- _Collected data entries_

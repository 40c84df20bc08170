use std::sync::Mutex;

use chrono::{DateTime, Duration, TimeZone, Utc};
use mindcast_core::clock::IClock;

/// A clock that only moves when told to.
#[derive(Debug)]
pub struct FixedClock {
    now: Mutex<DateTime<Utc>>,
}

impl FixedClock {
    pub fn at(now: DateTime<Utc>) -> Self {
        Self { now: Mutex::new(now) }
    }

    /// Monday 2026-06-01 09:00 UTC.
    pub fn default_start() -> Self {
        Self::at(Utc.with_ymd_and_hms(2026, 6, 1, 9, 0, 0).unwrap())
    }

    pub fn set(&self, now: DateTime<Utc>) {
        *self.now.lock().unwrap() = now;
    }

    pub fn advance(&self, by: Duration) {
        let mut now = self.now.lock().unwrap();
        *now += by;
    }
}

impl IClock for FixedClock {
    fn now(&self) -> DateTime<Utc> {
        *self.now.lock().unwrap()
    }
}
use crate::errors::MindcastResult;
use crate::models::{ForecastContribution, ForecastWindow, UserId};

/// Per-episode-type forecast handler.
pub trait IForecastContributor: Send + Sync {
    /// Episode type tag this handler serves.
    fn episode_type(&self) -> &str;

    fn contribute_to_forecast(
        &self,
        user_id: UserId,
        window: ForecastWindow,
    ) -> MindcastResult<ForecastContribution>;
}
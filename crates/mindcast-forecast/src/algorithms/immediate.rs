//! Short-term burst and cascade proximity.

use chrono::Duration;

use mindcast_core::errors::MindcastResult;
use mindcast_core::models::{Algorithm, HighRiskPeriod};

use super::{AlgorithmContext, ForecastAlgorithm, ForecastDraft};

const BURST_WINDOW_HOURS: i64 = 48;
const BURST_MIN_EPISODES: usize = 3;
const BURST_RISK: f64 = 0.2;
const CASCADE_WINDOW_HOURS: i64 = 6;
const CASCADE_RISK: f64 = 0.1;

pub struct ImmediateRisk;

impl ForecastAlgorithm for ImmediateRisk {
    fn algorithm(&self) -> Algorithm {
        Algorithm::ImmediateRisk
    }

    fn apply(&self, ctx: &AlgorithmContext<'_>, draft: &mut ForecastDraft) -> MindcastResult<()> {
        let burst_start = ctx.now - Duration::hours(BURST_WINDOW_HOURS);
        let recent = ctx
            .episodes
            .iter()
            .filter(|e| e.episode_date >= burst_start && e.episode_date <= ctx.now)
            .count();
        if recent >= BURST_MIN_EPISODES {
            draft.activate(
                "episode_burst",
                format!("{recent} episodes in the last {BURST_WINDOW_HOURS} hours"),
                BURST_RISK,
            );
        }

        if let Some(last) = ctx.last_episode() {
            let since = ctx.now - last.episode_date;
            if since >= Duration::zero() && since < Duration::hours(CASCADE_WINDOW_HOURS) {
                draft.activate(
                    "immediate_cascade_risk",
                    format!("A {} episode was logged in the last few hours", last.episode_type),
                    CASCADE_RISK,
                );
                draft.high_risk_periods.push(HighRiskPeriod::new(
                    ctx.now,
                    last.episode_date + Duration::hours(CASCADE_WINDOW_HOURS),
                    draft.overall_risk,
                    "Follow-up episodes are likely shortly after a recent episode",
                ));
            }
        }
        Ok(())
    }
}
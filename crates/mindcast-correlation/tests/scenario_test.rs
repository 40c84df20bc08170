//! End-to-end runs over the JSON scenarios in /test-fixtures/scenarios.

mod common;

use std::sync::Arc;

use common::Harness;
use mindcast_core::config::CorrelationConfig;
use mindcast_core::models::{CorrelationType, ForecastWindow, PatternLevel};
use mindcast_core::registry::ContributorRegistry;
use mindcast_correlation::SkipReason;
use test_fixtures::{FixedContributor, Scenario};

fn load(name: &str) -> (Scenario, Harness) {
    let scenario = Scenario::load(name);
    let h = Harness::new(scenario.registry());
    for e in scenario.episodes() {
        h.episodes.record(e);
    }
    h.clock.set(scenario.end());
    (scenario, h)
}

#[test]
fn repeated_concurrent_episodes_become_an_established_pattern() {
    let (scenario, h) = load("concurrent_overthinking_anxiety");
    let engine = h.engine(CorrelationConfig::default());
    engine
        .detect_for_user(scenario.user_id, scenario.start)
        .unwrap();

    let concurrent: Vec<_> = h
        .store
        .correlations()
        .into_iter()
        .filter(|c| c.correlation_type == CorrelationType::Concurrent)
        .collect();
    assert_eq!(
        concurrent.len() as u64,
        scenario.expected["concurrent_rows"].as_u64().unwrap()
    );
    assert!(concurrent.iter().all(|c| c.primary_type == "overthinking"));

    let insights = engine.get_user_correlations(scenario.user_id, 10).unwrap();
    let together = insights
        .iter()
        .find(|i| i.correlation_type == CorrelationType::Concurrent)
        .unwrap();
    assert_eq!(together.occurrences, 5);
    assert_eq!(together.pattern_level, Some(PatternLevel::Established));
    assert!(together.title.contains("Overthinking and Anxiety"));
    assert!(insights
        .windows(2)
        .all(|w| w[0].average_strength * w[0].confidence >= w[1].average_strength * w[1].confidence));

    let levels: Vec<PatternLevel> = h
        .store
        .patterns()
        .into_iter()
        .filter(|p| {
            p.pattern_subtype == "overthinking_to_anxiety"
                && p.correlation_type == CorrelationType::Concurrent
        })
        .map(|p| p.level)
        .collect();
    assert_eq!(levels, vec![PatternLevel::Emerging, PatternLevel::Established]);
}

#[test]
fn risk_factors_need_a_risky_primary_type() {
    let (scenario, h) = load("concurrent_overthinking_anxiety");

    let risky = ContributorRegistry::new()
        .with(Arc::new(FixedContributor::new("overthinking", 0.8, 0.7, 1.0)))
        .unwrap();
    let engine = h
        .engine(CorrelationConfig::default())
        .with_contributors(risky)
        .unwrap();
    engine
        .detect_for_user(scenario.user_id, scenario.start)
        .unwrap();

    let factors = engine
        .get_correlation_risk_factors(scenario.user_id, ForecastWindow::Hours24)
        .unwrap();
    assert!(!factors.is_empty());
    assert!(factors.iter().all(|f| f.primary_type == "overthinking"));
    assert!(factors.iter().all(|f| f.occurrences >= 3));
    let concurrent = factors
        .iter()
        .find(|f| f.correlation_type == CorrelationType::Concurrent)
        .unwrap();
    assert!((concurrent.risk_increase - 0.8 * concurrent.correlation_strength).abs() < 1e-9);

    let calm = ContributorRegistry::new()
        .with(Arc::new(FixedContributor::new("overthinking", 0.4, 0.7, 1.0)))
        .unwrap();
    let calm_engine = h
        .engine(CorrelationConfig::default())
        .with_contributors(calm)
        .unwrap();
    assert!(calm_engine
        .get_correlation_risk_factors(scenario.user_id, ForecastWindow::Hours24)
        .unwrap()
        .is_empty());
}

#[test]
fn sparse_history_skips_the_whole_user() {
    let (scenario, h) = load("sparse_history");
    let summary = h
        .engine(CorrelationConfig::default())
        .detect_for_user(scenario.user_id, scenario.start)
        .unwrap();
    assert_eq!(
        summary.skipped,
        Some(SkipReason::InsufficientEpisodes { logged: 3, required: 5 })
    );
    assert!(h.store.correlations().is_empty());
}

#[test]
fn daily_maintenance_is_idempotent() {
    let (scenario, h) = load("concurrent_overthinking_anxiety");
    let engine = h.engine(CorrelationConfig::default());

    let first = engine.run_daily_maintenance().unwrap();
    assert_eq!(first.users_scanned, 1);
    assert_eq!(first.users_failed, 0);
    assert_eq!(first.episodes_rescanned, scenario.episodes.len());
    assert!(first.patterns_emitted >= 2);
    let rows = h.store.correlations().len();
    let patterns = h.store.patterns().len();

    let second = engine.run_daily_maintenance().unwrap();
    assert_eq!(second.patterns_emitted, 0);
    assert_eq!(h.store.correlations().len(), rows);
    assert_eq!(h.store.patterns().len(), patterns);
    assert!(!second.already_running);
}
use crate::errors::MindcastResult;
use crate::models::{MembershipTier, UserId};

/// Membership / entitlement lookup.
pub trait IMembershipService: Send + Sync {
    /// Every tier the user currently holds.
    fn active_tiers(&self, user_id: UserId) -> MindcastResult<Vec<MembershipTier>>;

    /// The highest active tier; `Free` when none.
    fn user_tier(&self, user_id: UserId) -> MindcastResult<MembershipTier> {
        Ok(MembershipTier::highest(self.active_tiers(user_id)?))
    }
}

- _Exercise brief_
Would you reproduce, word for word, the lines from the one holding "assert_eq!(first.users_scanned, 1);" through the final line of the entries, both included?

- _Expected answer_
    assert_eq!(first.users_scanned, 1);
    assert_eq!(first.users_failed, 0);
    assert_eq!(first.episodes_rescanned, scenario.episodes.len());
    assert!(first.patterns_emitted >= 2);
    let rows = h.store.correlations().len();
    let patterns = h.store.patterns().len();

    let second = engine.run_daily_maintenance().unwrap();
    assert_eq!(second.patterns_emitted, 0);
    assert_eq!(h.store.correlations().len(), rows);
    assert_eq!(h.store.patterns().len(), patterns);
    assert!(!second.already_running);
}
use crate::errors::MindcastResult;
use crate::models::{MembershipTier, UserId};

/// Membership / entitlement lookup.
pub trait IMembershipService: Send + Sync {
    /// Every tier the user currently holds.
    fn active_tiers(&self, user_id: UserId) -> MindcastResult<Vec<MembershipTier>>;

    /// The highest active tier; `Free` when none.
    fn user_tier(&self, user_id: UserId) -> MindcastResult<MembershipTier> {
        Ok(MembershipTier::highest(self.active_tiers(user_id)?))
    }
}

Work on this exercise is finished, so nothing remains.